Dental Insurance Frequently Asked Questions (F.A.Q.)
How does dental insurance work?
Dental insurance works in much the same way that medical insurance works. For a specific monthly rate (or “premium”), you are entitled to certain dental benefits, usually including regular checkups, cleanings, x-rays, and certain services required to promote general dental health. Some plans will provide broader coverage than others and some will require a greater financial contribution on your part when services are rendered. Some plans may also provide coverage for certain types of oral surgery, dental implants, or orthodontia.
What is a dental PPO plan?
Dental PPO (Preferred Provider Organization) plans are perhaps the most common type of managed care dental insurance plans. Most Dental PPO plans require you to pay a deductible. With a Dental PPO plan the patient typically obtains care through a network of dental providers who agree to serve the plan’s members at reduced rates. When you use a network provider, you will typically pay a certain percentage (e.g. 20%) of the reduced rate, and the insurance company will pay the remaining percentage (e.g. 80%).

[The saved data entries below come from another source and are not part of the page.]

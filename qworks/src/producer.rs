//!
//! Producer Workers
//!
//! A producer owns one `BoundedQueue` and keeps filling it until stopped.
//! Data producers and function producers share the same loop; they differ
//! only in their `Produce` implementation.
//!
//! Each iteration generates one item, pushes it (blocking while the queue is
//! full), logs it, then sleeps for the worker's delay. A push that fails
//! because the queue was torn down ends the worker. Stopping never clears
//! the queue; processors can keep draining it.
//!

use std::fmt;
use std::sync::Arc;
use std::thread;
use std::time::Duration;

use tracing::{debug, error, info};

use qworks_std_random::{FunctionGenerator, ValueGenerator, WorkerRng};
use qworks_std_threads::{BoundedQueue, QueueError, WorkerControl, WorkerError, WorkerHandle, WorkerState};
use qworks_std_values::{FunctionDescriptor, TypedValue};

/// What a producer generates and how it reports it
pub trait Produce: Send + 'static {
    type Item: Copy + fmt::Display + Send + 'static;

    /// Short role name used in thread names and logs
    const ROLE: &'static str;

    fn generate_next(&mut self, rng: &mut WorkerRng) -> Self::Item;

    fn on_produced(&self, worker: u64, item: &Self::Item, queue_size: usize) {
        debug!(worker, queue_size, "Generated: {}", item);
    }
}

#[derive(Debug, Clone, Default)]
pub struct DataSource {
    generator: ValueGenerator,
}

impl DataSource {
    pub fn new(generator: ValueGenerator) -> Self {
        Self { generator }
    }
}

impl Produce for DataSource {
    type Item = TypedValue;
    const ROLE: &'static str = "data";

    fn generate_next(&mut self, rng: &mut WorkerRng) -> TypedValue {
        self.generator.generate_value(rng)
    }
}

#[derive(Debug, Clone, Default)]
pub struct FunctionSource {
    generator: FunctionGenerator,
}

impl FunctionSource {
    pub fn new(generator: FunctionGenerator) -> Self {
        Self { generator }
    }
}

impl Produce for FunctionSource {
    type Item = FunctionDescriptor;
    const ROLE: &'static str = "function";

    fn generate_next(&mut self, rng: &mut WorkerRng) -> FunctionDescriptor {
        self.generator.generate_function(rng)
    }

    fn on_produced(&self, worker: u64, item: &FunctionDescriptor, queue_size: usize) {
        debug!(
            worker,
            queue_size,
            needs = item.required_args(),
            "Generated function: {}",
            item
        );
    }
}

/// A running producer and the queue it fills
pub struct Producer<T> {
    handle: WorkerHandle,
    queue: Arc<BoundedQueue<T>>,
}

pub type DataProducer = Producer<TypedValue>;
pub type FunctionProducer = Producer<FunctionDescriptor>;

impl<T: Copy + fmt::Display + Send + 'static> Producer<T> {
    pub fn spawn<P>(
        source: P,
        id: u64,
        queue: Arc<BoundedQueue<T>>,
        delay: Duration,
        rng: WorkerRng,
    ) -> Result<Self, WorkerError>
    where
        P: Produce<Item = T>,
    {
        info!(
            worker = id,
            queue = queue.id(),
            capacity = queue.capacity(),
            "{} producer created",
            P::ROLE
        );

        let control = Arc::new(WorkerControl::new(id));
        let loop_queue = Arc::clone(&queue);
        let handle = WorkerHandle::spawn(format!("{}-{}", P::ROLE, id), control, move |control| {
            produce_loop(control, source, &loop_queue, delay, rng)
        })?;

        Ok(Self { handle, queue })
    }

    pub fn id(&self) -> u64 {
        self.handle.id()
    }

    pub fn queue(&self) -> &Arc<BoundedQueue<T>> {
        &self.queue
    }

    pub fn queue_id(&self) -> u64 {
        self.queue.id()
    }

    pub fn queue_size(&self) -> usize {
        self.queue.size()
    }

    pub fn is_queue_empty(&self) -> bool {
        self.queue.is_empty()
    }

    pub fn push(&self, item: T) -> Result<(), QueueError> {
        self.queue.push(item)
    }

    pub fn pop(&self) -> Option<T> {
        self.queue.pop()
    }

    pub fn stop(&self) {
        self.handle.stop();
    }

    pub fn state(&self) -> WorkerState {
        self.handle.state()
    }

    pub fn join(&mut self) -> Result<(), WorkerError> {
        self.handle.join()
    }
}

impl<T> Drop for Producer<T> {
    fn drop(&mut self) {
        // The handle joins after this; a worker parked on a full queue
        // must be released first.
        self.handle.stop();
        self.queue.close();
    }
}

fn produce_loop<P: Produce>(
    control: &WorkerControl,
    mut source: P,
    queue: &BoundedQueue<P::Item>,
    delay: Duration,
    mut rng: WorkerRng,
) {
    let worker = control.id();
    info!(worker, queue = queue.id(), "Started working");

    while !control.should_stop() {
        let item = source.generate_next(&mut rng);
        match queue.push(item) {
            Ok(()) => {}
            Err(e @ QueueError::Closed { .. }) => {
                info!(worker, "Queue closed, stopping: {}", e);
                break;
            }
            Err(e) => {
                error!(worker, "Push failed, stopping: {}", e);
                break;
            }
        }
        source.on_produced(worker, &item, queue.size());
        thread::sleep(delay);
    }

    info!(worker, queue_size = queue.size(), "Finished working");
}
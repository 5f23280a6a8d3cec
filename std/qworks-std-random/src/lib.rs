//!
//! qworks-std-random - Seeded Random Generation
//!
//! Every worker gets its own `StdRng`. All of them are derived from one
//! process-scoped `SeedSource`, so a run is reproducible per worker from a
//! single root seed while no RNG state is ever shared between threads.
//!
//! ## Functions
//!
//! - `SeedSource::worker_rng(id)` - RNG for worker `id`, stable for a given root
//! - `pick_two_distinct(rng, n)` - Two distinct indices in [0, n)
//!

pub mod generators;

pub use generators::{FunctionGenerator, OperandPattern, ValueGenerator};

use rand::rngs::StdRng;
use rand::{Rng, SeedableRng};

pub type WorkerRng = StdRng;

/// Process-scoped root of all worker RNG seeds
#[derive(Debug, Clone, Copy, PartialEq, Eq)]
pub struct SeedSource {
    root: u64,
}

impl SeedSource {
    pub fn new(root: u64) -> Self {
        Self { root }
    }

    /// Seed the root from OS entropy
    pub fn from_entropy() -> Self {
        Self::new(rand::random())
    }

    pub fn root(&self) -> u64 {
        self.root
    }

    pub fn worker_rng(&self, worker_id: u64) -> WorkerRng {
        StdRng::seed_from_u64(mix(self.root ^ worker_id.wrapping_mul(0x9E37_79B9_7F4A_7C15)))
    }
}

/// splitmix64 finaliser
fn mix(mut z: u64) -> u64 {
    z = z.wrapping_add(0x9E37_79B9_7F4A_7C15);
    z = (z ^ (z >> 30)).wrapping_mul(0xBF58_476D_1CE4_E5B9);
    z = (z ^ (z >> 27)).wrapping_mul(0x94D0_49BB_1331_11EB);
    z ^ (z >> 31)
}

/// Two distinct indices drawn uniformly without replacement from [0, n).
/// `None` when `n < 2`.
pub fn pick_two_distinct<R: Rng + ?Sized>(rng: &mut R, n: usize) -> Option<(usize, usize)> {
    if n < 2 {
        return None;
    }
    let picked = rand::seq::index::sample(rng, n, 2);
    Some((picked.index(0), picked.index(1)))
}
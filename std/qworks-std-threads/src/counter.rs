///
/// Completion counter shared by processing workers and the orchestrator.
///
/// Only ever incremented, one step per successfully applied function.
///

use std::sync::atomic::{AtomicU64, Ordering};

#[derive(Debug, Default)]
pub struct CompletionCounter {
    count: AtomicU64,
}

impl CompletionCounter {
    pub const fn new() -> Self {
        Self { count: AtomicU64::new(0) }
    }

    /// Record one completion and return the new total
    pub fn increment(&self) -> u64 {
        self.count.fetch_add(1, Ordering::SeqCst) + 1
    }

    pub fn get(&self) -> u64 {
        self.count.load(Ordering::SeqCst)
    }

    pub fn reached(&self, target: u64) -> bool {
        self.get() >= target
    }
}

#[cfg(test)]
mod tests {
    use super::*;
    use std::sync::Arc;
    use std::thread;

    #[test]
    fn test_counter_basic() {
        let counter = CompletionCounter::new();
        assert_eq!(counter.get(), 0);
        assert!(counter.reached(0));
        assert!(!counter.reached(1));

        assert_eq!(counter.increment(), 1);
        assert_eq!(counter.increment(), 2);
        assert!(counter.reached(2));
    }

    #[test]
    fn test_counter_concurrent() {
        let counter = Arc::new(CompletionCounter::new());

        let handles: Vec<_> = (0..10)
            .map(|_| {
                let counter = Arc::clone(&counter);
                thread::spawn(move || {
                    let mut last = 0;
                    for _ in 0..100 {
                        let now = counter.increment();
                        assert!(now > last);
                        last = now;
                    }
                })
            })
            .collect();

        for h in handles {
            h.join().unwrap();
        }

        assert_eq!(counter.get(), 1000);
    }
}
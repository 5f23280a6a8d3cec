///
/// Complex numbers over f64.
///
/// Only the four arithmetic operators and the modulus are needed by the
/// evaluator, so this stays a plain `Copy` pair rather than a generic tower.
///

use std::fmt;
use std::ops::{Add, Div, Mul, Sub};

#[derive(Debug, Clone, Copy, PartialEq, Default)]
pub struct Complex {
    pub re: f64,
    pub im: f64,
}

impl Complex {
    pub const fn new(re: f64, im: f64) -> Self {
        Self { re, im }
    }

    /// Modulus `|z|`
    pub fn norm(&self) -> f64 {
        self.re.hypot(self.im)
    }
}

impl From<f64> for Complex {
    fn from(re: f64) -> Self {
        Self { re, im: 0.0 }
    }
}

impl Add for Complex {
    type Output = Complex;

    fn add(self, rhs: Complex) -> Complex {
        Complex::new(self.re + rhs.re, self.im + rhs.im)
    }
}

impl Sub for Complex {
    type Output = Complex;

    fn sub(self, rhs: Complex) -> Complex {
        Complex::new(self.re - rhs.re, self.im - rhs.im)
    }
}

impl Mul for Complex {
    type Output = Complex;

    fn mul(self, rhs: Complex) -> Complex {
        Complex::new(
            self.re * rhs.re - self.im * rhs.im,
            self.re * rhs.im + self.im * rhs.re,
        )
    }
}

/// Callers must rule out a zero divisor first; see `arith::evaluate`.
impl Div for Complex {
    type Output = Complex;

    fn div(self, rhs: Complex) -> Complex {
        let denom = rhs.re * rhs.re + rhs.im * rhs.im;
        Complex::new(
            (self.re * rhs.re + self.im * rhs.im) / denom,
            (self.im * rhs.re - self.re * rhs.im) / denom,
        )
    }
}

impl fmt::Display for Complex {
    fn fmt(&self, f: &mut fmt::Formatter<'_>) -> fmt::Result {
        if self.im < 0.0 {
            write!(f, "{:.2} - {:.2}i", self.re, -self.im)
        } else {
            write!(f, "{:.2} + {:.2}i", self.re, self.im)
        }
    }
}

#[cfg(test)]
mod tests {
    use super::*;

    #[test]
    fn test_complex_arithmetic() {
        let a = Complex::new(1.0, 2.0);
        let b = Complex::new(3.0, -1.0);

        assert_eq!(a + b, Complex::new(4.0, 1.0));
        assert_eq!(a - b, Complex::new(-2.0, 3.0));
        assert_eq!(a * b, Complex::new(5.0, 5.0));

        let q = (a * b) / b;
        assert!((q.re - a.re).abs() < 1e-12);
        assert!((q.im - a.im).abs() < 1e-12);
    }

    #[test]
    fn test_complex_norm() {
        assert_eq!(Complex::new(3.0, 4.0).norm(), 5.0);
        assert_eq!(Complex::default().norm(), 0.0);
    }

    #[test]
    fn test_complex_display_sign() {
        assert_eq!(Complex::new(1.0, 2.5).to_string(), "1.00 + 2.50i");
        assert_eq!(Complex::new(-1.0, -2.5).to_string(), "-1.00 - 2.50i");
    }
}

As a member of a Dental PPO plan, you may use dentists outside of the Dental PPO plan network, but you will typically only be reimbursed based on the amount that a network dentist would have accepted as payment in full. The rest of the total charges will be considered the patient’s responsibility.
What is the difference between an in-network and an out-of-network dentist?
An in-network dentist is one contracted with the dental insurance company to provide services to plan members for specific pre-negotiated rates. An out-of-network dentist is not contracted with the insurance company. Typically, if you visit a dentist within the network, the amount you will be responsible for paying will be less than if you go to an out-of-network dentist. Though there are some exceptions, in many cases, the insurance company will either pay less or not pay anything for services you receive from non-network dentists.
As a general rule, Dental PPO (and other managed care) plans utilize provider networks. Dental Indemnity plans typically do not utilize a network of providers.